Cuatro movimientos han emergido como puntas de lanza en este contexto. El primero, impulsado por los periodistas y analistas políticos Ezra Klein y Derek Thompson, apela a un mantra conocido: «Abundancia». La ambiciosa idea central es generar una prosperidad igualitaria, disminuyendo las regulaciones al crecimiento económico —aunque ello implique abandonar zonas de la ideología demócrata como la protección del medio ambiente o las políticas de igualdad social. Otra vertiente es Majority Democrats, cuyos principales objetivos son el relevo generacional y la renovación de la «gran carpa» demócrata, donde tengan cabida grupos disímiles aunados alrededor de objetivos comunes como la asequibilidad. El tercero es conocido con un nombre poco original: «Project 2029», una obvia referencia al «Project 2025» de la ultraderecha, que ha guiado buena parte de las prioridades de la administración Trump. Y el cuarto se denomina States Forum, que apuesta por las mayores luminarias dentro del desolador panorama demócrata: gobernadores estatales como Josh Shapiro, Andy Beshear, Laura Kelly o Wes Moore. De hecho, estos políticos han presentado algunas de las alternativas más viables al trumpismo. Varios de ellos incluso han triunfado electoralmente en estados de mayoría republicana y muestran récords de gobierno pragmático, aunque no necesariamente moderado, sino más bien combinaciones de visión audaz y liderazgo administrativo.
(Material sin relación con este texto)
//! File attachments: profile images, resumes and compliance report files.
//!
//! The store only ever records the object key returned by [`store_attachment`]; the bytes live in
//! the object storage backend.

use std::time::Duration;

use anyhow::{bail, Context, Result};
use async_trait::async_trait;
use aws_config::meta::region::RegionProviderChain;
use aws_credential_types::Credentials;
use aws_sdk_s3::config::{Builder as S3ConfigBuilder, Region};
use aws_sdk_s3::presigning::PresigningConfig;
use aws_sdk_s3::primitives::ByteStream;
use aws_sdk_s3::Client as S3Client;
use image::ImageFormat;
use uuid::Uuid;

use crate::config::AppConfig;

pub const PRESIGNED_URL_EXPIRY_SECONDS: u64 = 15 * 60;

#[async_trait]
pub trait ObjectStorage: Send + Sync + 'static {
    async fn put_object(
        &self,
        key: &str,
        bytes: Vec<u8>,
        content_type: Option<String>,
        content_disposition: Option<String>,
    ) -> Result<()>;

    async fn presign_get_object(&self, key: &str, expires_in: Duration) -> Result<String>;

    async fn delete_object(&self, key: &str) -> Result<()>;
}

#[derive(Debug, Clone, Copy, PartialEq, Eq)]
pub enum AttachmentKind {
    ProfileImage,
    Resume,
    ComplianceReport,
}

impl AttachmentKind {
    pub const fn prefix(self) -> &'static str {
        match self {
            AttachmentKind::ProfileImage => "profile_images",
            AttachmentKind::Resume => "resumes",
            AttachmentKind::ComplianceReport => "compliance_reports",
        }
    }
}

/// A file part pulled out of a multipart request.
#[derive(Debug, Clone)]
pub struct UploadedFile {
    pub file_name: String,
    pub content_type: Option<String>,
    pub bytes: Vec<u8>,
}

impl UploadedFile {
    fn resolved_content_type(&self) -> String {
        self.content_type
            .clone()
            .filter(|value| !value.is_empty() && value != "application/octet-stream")
            .unwrap_or_else(|| {
                mime_guess::from_path(&self.file_name)
                    .first_or_octet_stream()
                    .essence_str()
                    .to_string()
            })
    }
}

/// Builds a collision-free key such as `resumes/<uuid>-cv.pdf`.
pub fn object_key(kind: AttachmentKind, file_name: &str) -> String {
    let cleaned: String = file_name
        .rsplit(['/', '\\'])
        .next()
        .unwrap_or_default()
        .chars()
        .map(|c| {
            if c.is_ascii_alphanumeric() || matches!(c, '.' | '-' | '_') {
                c
            } else {
                '_'
            }
        })
        .collect();
    let cleaned = cleaned.trim_matches('.');
    let name = if cleaned.is_empty() { "upload" } else { cleaned };
    format!("{}/{}-{}", kind.prefix(), Uuid::new_v4(), name)
}

/// Profile images must decode as PNG or JPEG.
pub fn ensure_profile_image(file: &UploadedFile) -> Result<ImageFormat> {
    let format = image::guess_format(&file.bytes).context("profile_image is not an image")?;
    match format {
        ImageFormat::Png | ImageFormat::Jpeg => Ok(format),
        other => bail!("profile_image format {other:?} is not supported"),
    }
}

pub fn ensure_not_empty(file: &UploadedFile, field: &str) -> Result<()> {
    if file.bytes.is_empty() {
        bail!("{field} must not be empty");
    }
    Ok(())
}

pub async fn store_attachment(
    storage: &dyn ObjectStorage,
    kind: AttachmentKind,
    file: UploadedFile,
) -> Result<String> {
    let key = object_key(kind, &file.file_name);
    let content_type = file.resolved_content_type();
    let disposition = format!(
        "attachment; filename=\"{}\"",
        file.file_name.replace('"', "")
    );
    storage
        .put_object(&key, file.bytes, Some(content_type), Some(disposition))
        .await?;
    Ok(key)
}

pub struct S3Storage {
    client: S3Client,
    bucket: String,
}

impl S3Storage {
    pub fn new(client: S3Client, bucket: impl Into<String>) -> Self {
        Self {
            client,
            bucket: bucket.into(),
        }
    }

    pub async fn from_config(config: &AppConfig) -> Result<Self> {
        let region = Region::new(config.aws_region.clone());
        let region_provider = RegionProviderChain::first_try(Some(region))
            .or_default_provider()
            .or_else("us-east-1");

        #[allow(deprecated)]
        let mut loader = aws_config::from_env().region(region_provider);

        if let Some(endpoint) = &config.aws_endpoint_url {
            loader = loader.endpoint_url(endpoint);
        }

        if let (Some(access_key), Some(secret_key)) = (
            config.aws_access_key_id.clone(),
            config.aws_secret_access_key.clone(),
        ) {
            let credentials = Credentials::new(access_key, secret_key, None, None, "static");
            loader = loader.credentials_provider(credentials);
        }

        let base_config = loader.load().await;
        let s3_config = S3ConfigBuilder::from(&base_config)
            .force_path_style(true)
            .build();

        Ok(Self::new(
            S3Client::from_conf(s3_config),
            config.s3_bucket.clone(),
        ))
    }
}

#[async_trait]
impl ObjectStorage for S3Storage {
    async fn put_object(
        &self,
        key: &str,
        bytes: Vec<u8>,
        content_type: Option<String>,
        content_disposition: Option<String>,
    ) -> Result<()> {
        let mut request = self
            .client
            .put_object()
            .bucket(&self.bucket)
            .key(key)
            .body(ByteStream::from(bytes));

        if let Some(content_type) = content_type {
            request = request.content_type(content_type);
        }

        if let Some(content_disposition) = content_disposition {
            request = request.content_disposition(content_disposition);
        }

        request
            .send()
            .await
            .context("failed to upload attachment to S3")?;

        Ok(())
    }

    async fn presign_get_object(&self, key: &str, expires_in: Duration) -> Result<String> {
        let presign_config = PresigningConfig::builder()
            .expires_in(expires_in)
            .build()
            .context("failed to build S3 presigning config")?;

        let presigned = self
            .client
            .get_object()
            .bucket(&self.bucket)
            .key(key)
            .presigned(presign_config)
            .await
            .context("failed to generate presigned attachment URL")?;

        Ok(presigned.uri().to_string())
    }

    async fn delete_object(&self, key: &str) -> Result<()> {
        self.client
            .delete_object()
            .bucket(&self.bucket)
            .key(key)
            .send()
            .await
            .context("failed to delete attachment from S3")?;
        Ok(())
    }
}

#[cfg(test)]
mod tests {
    use super::*;

    fn file(name: &str, bytes: &[u8]) -> UploadedFile {
        UploadedFile {
            file_name: name.to_string(),
            content_type: None,
            bytes: bytes.to_vec(),
        }
    }

    #[test]
    fn keys_are_prefixed_and_sanitized() {
        let key = object_key(AttachmentKind::Resume, "../../My CV (final).pdf");
        assert!(key.starts_with("resumes/"));
        assert!(key.ends_with("-My_CV__final_.pdf"));
        assert!(!key.contains(".."));
    }

    #[test]
    fn empty_names_fall_back() {
        let key = object_key(AttachmentKind::ComplianceReport, "");
        assert!(key.starts_with("compliance_reports/"));
        assert!(key.ends_with("-upload"));
    }

    #[test]
    fn content_type_is_guessed_from_the_name() {
        assert_eq!(file("report.pdf", b"%PDF").resolved_content_type(), "application/pdf");
    }

    #[test]
    fn empty_attachments_are_rejected() {
        let err = ensure_not_empty(&file("cv.pdf", b""), "resume").unwrap_err();
        assert_eq!(err.to_string(), "resume must not be empty");
        assert!(ensure_not_empty(&file("cv.pdf", b"%PDF"), "resume").is_ok());
    }

    #[test]
    fn profile_images_must_be_png_or_jpeg() {
        let png = [0x89, b'P', b'N', b'G', 0x0D, 0x0A, 0x1A, 0x0A, 0, 0, 0, 0];
        assert_eq!(
            ensure_profile_image(&file("me.png", &png)).unwrap(),
            ImageFormat::Png
        );
        assert!(ensure_profile_image(&file("me.txt", b"hello there")).is_err());
    }
}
En la historia política moderna, más de una vez se le ha endilgado a alguno de los dos partidos estadounidenses la etiqueta de «minoría permanente» fuera del poder, y se le ha augurado entonces un futuro electoral sombrío. Pero la historia demuestra que las cosas no son así. En 2012, los republicanos eligieron ir hacia el extremo del populismo trumpista en vez de seguir los análisis que predicaban un movimiento hacia posiciones centristas. Por su parte, los demócratas supieron reagruparse en torno a las carismáticas figuras de Clinton, en 1992, y Obama, en 2008; ambos se presentaron como los rostros del relevo generacional y de la ruptura con la élite del partido, que impulsaba a otros candidatos. El denominador común sugiere una moraleja: la moderación timorata y el retorno al statu quo, ya inefectivo, no es el camino para recapturar el entusiasmo electoral.